** Opening Input data block **

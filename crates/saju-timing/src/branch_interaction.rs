//! 지지 관계 분류기.
//!
//! 두 지지의 관계(육합, 삼합, 방합, 충, 파, 해, 원진, 귀문)를 분류합니다.
//! 순서 없는 쌍에 대한 대칭 전체 함수입니다.
//!
//! # 우선순위
//!
//! 한 쌍이 여러 관계에 동시에 해당할 수 있습니다 (예: 인-해는 육합이면서 파).
//! [`INTERACTION_PRIORITY`] 목록에서 먼저 나오는 관계 하나만 반환하며, 합 계열이
//! 충돌 계열보다 항상 앞섭니다.

use saju_core::{Branch, BranchInteraction, Impact, InteractionKind};

use Branch::*;

/// 관계 판정 우선순위 (앞선 것이 이김).
pub const INTERACTION_PRIORITY: [InteractionKind; 8] = [
    InteractionKind::Yukhap,
    InteractionKind::Samhap,
    InteractionKind::Banghap,
    InteractionKind::Chung,
    InteractionKind::Pa,
    InteractionKind::Hae,
    InteractionKind::Wonjin,
    InteractionKind::Gwimun,
];

/// 관계 유형별 점수 (부호 포함).
pub const fn interaction_score(kind: InteractionKind) -> i32 {
    match kind {
        InteractionKind::Yukhap => 8,
        InteractionKind::Samhap => 6,
        InteractionKind::Banghap => 4,
        InteractionKind::Chung => -8,
        InteractionKind::Pa => -3,
        InteractionKind::Hae => -4,
        InteractionKind::Wonjin => -5,
        InteractionKind::Gwimun => -3,
        InteractionKind::Neutral => 0,
    }
}

/// 육합 쌍과 합화 오행 설명.
const YUKHAP: [(Branch, Branch, &str); 6] = [
    (Ja, Chuk, "자축합 토"),
    (In, Hae, "인해합 목"),
    (Myo, Sul, "묘술합 화"),
    (Jin, Yu, "진유합 금"),
    (Sa, Sin, "사신합 수"),
    (O, Mi, "오미합 화"),
];

/// 삼합 국 (세 지지 중 두 지지만 만나도 반합으로 봅니다).
const SAMHAP: [([Branch; 3], &str); 4] = [
    ([Sin, Ja, Jin], "신자진 수국"),
    ([Hae, Myo, Mi], "해묘미 목국"),
    ([In, O, Sul], "인오술 화국"),
    ([Sa, Yu, Chuk], "사유축 금국"),
];

/// 방합 (계절 방위).
const BANGHAP: [([Branch; 3], &str); 4] = [
    ([In, Myo, Jin], "인묘진 동방 목"),
    ([Sa, O, Mi], "사오미 남방 화"),
    ([Sin, Yu, Sul], "신유술 서방 금"),
    ([Hae, Ja, Chuk], "해자축 북방 수"),
];

const CHUNG: [(Branch, Branch, &str); 6] = [
    (Ja, O, "자오충"),
    (Chuk, Mi, "축미충"),
    (In, Sin, "인신충"),
    (Myo, Yu, "묘유충"),
    (Jin, Sul, "진술충"),
    (Sa, Hae, "사해충"),
];

const PA: [(Branch, Branch, &str); 6] = [
    (Ja, Yu, "자유파"),
    (Chuk, Jin, "축진파"),
    (In, Hae, "인해파"),
    (Myo, O, "묘오파"),
    (Sa, Sin, "사신파"),
    (Mi, Sul, "미술파"),
];

const HAE: [(Branch, Branch, &str); 6] = [
    (Ja, Mi, "자미해"),
    (Chuk, O, "축오해"),
    (In, Sa, "인사해"),
    (Myo, Jin, "묘진해"),
    (Sin, Hae, "신해해"),
    (Yu, Sul, "유술해"),
];

const WONJIN: [(Branch, Branch, &str); 6] = [
    (Ja, Mi, "자미원진"),
    (Chuk, O, "축오원진"),
    (In, Yu, "인유원진"),
    (Myo, Sin, "묘신원진"),
    (Jin, Hae, "진해원진"),
    (Sa, Sul, "사술원진"),
];

const GWIMUN: [(Branch, Branch, &str); 6] = [
    (Ja, Yu, "자유귀문"),
    (Chuk, O, "축오귀문"),
    (In, Mi, "인미귀문"),
    (Myo, Sin, "묘신귀문"),
    (Jin, Hae, "진해귀문"),
    (Sa, Sul, "사술귀문"),
];

fn match_pair(table: &[(Branch, Branch, &'static str)], a: Branch, b: Branch) -> Option<&'static str> {
    table
        .iter()
        .find(|(x, y, _)| (*x == a && *y == b) || (*x == b && *y == a))
        .map(|(_, _, desc)| *desc)
}

fn match_triad(table: &[([Branch; 3], &'static str)], a: Branch, b: Branch) -> Option<&'static str> {
    if a == b {
        return None;
    }
    table
        .iter()
        .find(|(triad, _)| triad.contains(&a) && triad.contains(&b))
        .map(|(_, desc)| *desc)
}

/// 한 관계 유형의 표에서 쌍을 찾습니다.
fn lookup(kind: InteractionKind, a: Branch, b: Branch) -> Option<&'static str> {
    match kind {
        InteractionKind::Yukhap => match_pair(&YUKHAP, a, b),
        InteractionKind::Samhap => match_triad(&SAMHAP, a, b),
        InteractionKind::Banghap => match_triad(&BANGHAP, a, b),
        InteractionKind::Chung => match_pair(&CHUNG, a, b),
        InteractionKind::Pa => match_pair(&PA, a, b),
        InteractionKind::Hae => match_pair(&HAE, a, b),
        InteractionKind::Wonjin => match_pair(&WONJIN, a, b),
        InteractionKind::Gwimun => match_pair(&GWIMUN, a, b),
        InteractionKind::Neutral => None,
    }
}

/// 두 지지가 해당하는 모든 관계 유형 (우선순위 순서).
pub fn matching_kinds(a: Branch, b: Branch) -> Vec<InteractionKind> {
    INTERACTION_PRIORITY
        .into_iter()
        .filter(|kind| lookup(*kind, a, b).is_some())
        .collect()
}

/// 두 지지의 관계를 분류합니다. 해당 관계가 없으면 무관(neutral, 0점).
pub fn branch_interaction(a: Branch, b: Branch) -> BranchInteraction {
    INTERACTION_PRIORITY
        .into_iter()
        .find_map(|kind| lookup(kind, a, b).map(|desc| (kind, desc)))
        .map(|(kind, desc)| {
            let score = interaction_score(kind);
            BranchInteraction {
                kind,
                impact: if score > 0 {
                    Impact::Positive
                } else {
                    Impact::Negative
                },
                score,
                description: desc.to_string(),
            }
        })
        .unwrap_or_else(BranchInteraction::neutral)
}

#[cfg(test)]
mod tests {
    use super::*;
    use proptest::prelude::*;

    #[test]
    fn test_yukhap_beats_pa() {
        // 인-해는 육합이자 파
        assert_eq!(
            matching_kinds(In, Hae),
            vec![InteractionKind::Yukhap, InteractionKind::Pa]
        );
        let r = branch_interaction(In, Hae);
        assert_eq!(r.kind, InteractionKind::Yukhap);
        assert_eq!(r.impact, Impact::Positive);
        assert_eq!(r.score, 8);
    }

    #[test]
    fn test_clash() {
        let r = branch_interaction(Ja, O);
        assert_eq!(r.kind, InteractionKind::Chung);
        assert_eq!(r.impact, Impact::Negative);
        assert!(r.score < 0);
    }

    #[test]
    fn test_samhap_pairwise() {
        assert_eq!(branch_interaction(Sin, Jin).kind, InteractionKind::Samhap);
        assert_eq!(branch_interaction(Hae, Mi).kind, InteractionKind::Samhap);
    }

    #[test]
    fn test_banghap() {
        assert_eq!(branch_interaction(In, Jin).kind, InteractionKind::Banghap);
        assert_eq!(branch_interaction(Sin, Sul).kind, InteractionKind::Banghap);
    }

    #[test]
    fn test_overlapping_antagonisms() {
        // 자-미: 해와 원진 모두 해당 → 해
        assert_eq!(branch_interaction(Ja, Mi).kind, InteractionKind::Hae);
        // 묘-신: 원진과 귀문 → 원진
        assert_eq!(branch_interaction(Myo, Sin).kind, InteractionKind::Wonjin);
        // 인-미: 귀문만 해당
        assert_eq!(branch_interaction(In, Mi).kind, InteractionKind::Gwimun);
        // 인-유: 원진
        assert_eq!(branch_interaction(In, Yu).kind, InteractionKind::Wonjin);
    }

    #[test]
    fn test_neutral() {
        let r = branch_interaction(Ja, Ja);
        assert_eq!(r, BranchInteraction::neutral());
        // 자-인: 어떤 관계도 없음
        assert_eq!(branch_interaction(Ja, In).kind, InteractionKind::Neutral);
    }

    #[test]
    fn test_combination_families_precede_clash_families() {
        let first_clash = INTERACTION_PRIORITY
            .iter()
            .position(|k| !k.is_combination())
            .unwrap();
        assert!(INTERACTION_PRIORITY[..first_clash]
            .iter()
            .all(|k| k.is_combination()));
        assert!(INTERACTION_PRIORITY[first_clash..]
            .iter()
            .all(|k| !k.is_combination()));
    }

    #[test]
    fn test_symmetry_exhaustive() {
        for a in Branch::ALL {
            for b in Branch::ALL {
                assert_eq!(branch_interaction(a, b), branch_interaction(b, a));
            }
        }
    }

    proptest! {
        #[test]
        fn prop_symmetric(a in 0usize..12, b in 0usize..12) {
            let (a, b) = (Branch::from_index(a), Branch::from_index(b));
            prop_assert_eq!(branch_interaction(a, b), branch_interaction(b, a));
        }

        #[test]
        fn prop_impact_matches_sign(a in 0usize..12, b in 0usize..12) {
            let r = branch_interaction(Branch::from_index(a), Branch::from_index(b));
            match r.impact {
                Impact::Positive => prop_assert!(r.score > 0),
                Impact::Negative => prop_assert!(r.score < 0),
                Impact::Neutral => prop_assert_eq!(r.score, 0),
            }
        }
    }
}
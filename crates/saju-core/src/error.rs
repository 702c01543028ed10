//! 사주 엔진의 에러 타입.
//!
//! 엔진의 모든 계산은 문서화된 입력 범위에서 전체 함수(total function)입니다.
//! 따라서 에러는 계약 위반(잘못된 입력)과 주변 인프라(설정, 직렬화)에서만 발생합니다.
//! 선택 필드의 부재(용신/기신/대운 없음, 절기 조회 실패)는 에러가 아니라 no-op입니다.

use thiserror::Error;

/// 핵심 엔진 에러.
#[derive(Debug, Error)]
pub enum SajuError {
    /// 잘못된 입력 (지원 범위를 벗어난 연도, 겹치는 대운 구간 등)
    #[error("잘못된 입력: {0}")]
    InvalidInput(String),

    /// 설정 에러
    #[error("설정 에러: {0}")]
    Config(String),

    /// 직렬화 에러
    #[error("직렬화 에러: {0}")]
    Serialization(String),

    /// 내부 에러
    #[error("내부 에러: {0}")]
    Internal(String),
}

/// 엔진 작업을 위한 Result 타입.
pub type SajuResult<T> = Result<T, SajuError>;

impl SajuError {
    /// 호출자의 계약 위반(잘못된 입력)인지 확인합니다.
    pub fn is_invalid_input(&self) -> bool {
        matches!(self, SajuError::InvalidInput(_))
    }

    /// 잘못된 입력 에러를 생성합니다.
    pub fn invalid(msg: impl Into<String>) -> Self {
        SajuError::InvalidInput(msg.into())
    }
}

impl From<serde_json::Error> for SajuError {
    fn from(err: serde_json::Error) -> Self {
        SajuError::Serialization(err.to_string())
    }
}

impl From<config::ConfigError> for SajuError {
    fn from(err: config::ConfigError) -> Self {
        SajuError::Config(err.to_string())
    }
}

** Closing Input data block **

• [Exercise objective]:
Would you print exactly the lines from the first line of the entries above through the line that has "use Branch::*;", both included, and stop there?

• [Finished exercise]:
filename crates/saju-timing/src/branch_interaction.rs
//! 지지 관계 분류기.
//!
//! 두 지지의 관계(육합, 삼합, 방합, 충, 파, 해, 원진, 귀문)를 분류합니다.
//! 순서 없는 쌍에 대한 대칭 전체 함수입니다.
//!
//! # 우선순위
//!
//! 한 쌍이 여러 관계에 동시에 해당할 수 있습니다 (예: 인-해는 육합이면서 파).
//! [`INTERACTION_PRIORITY`] 목록에서 먼저 나오는 관계 하나만 반환하며, 합 계열이
//! 충돌 계열보다 항상 앞섭니다.

use saju_core::{Branch, BranchInteraction, Impact, InteractionKind};

use Branch::*;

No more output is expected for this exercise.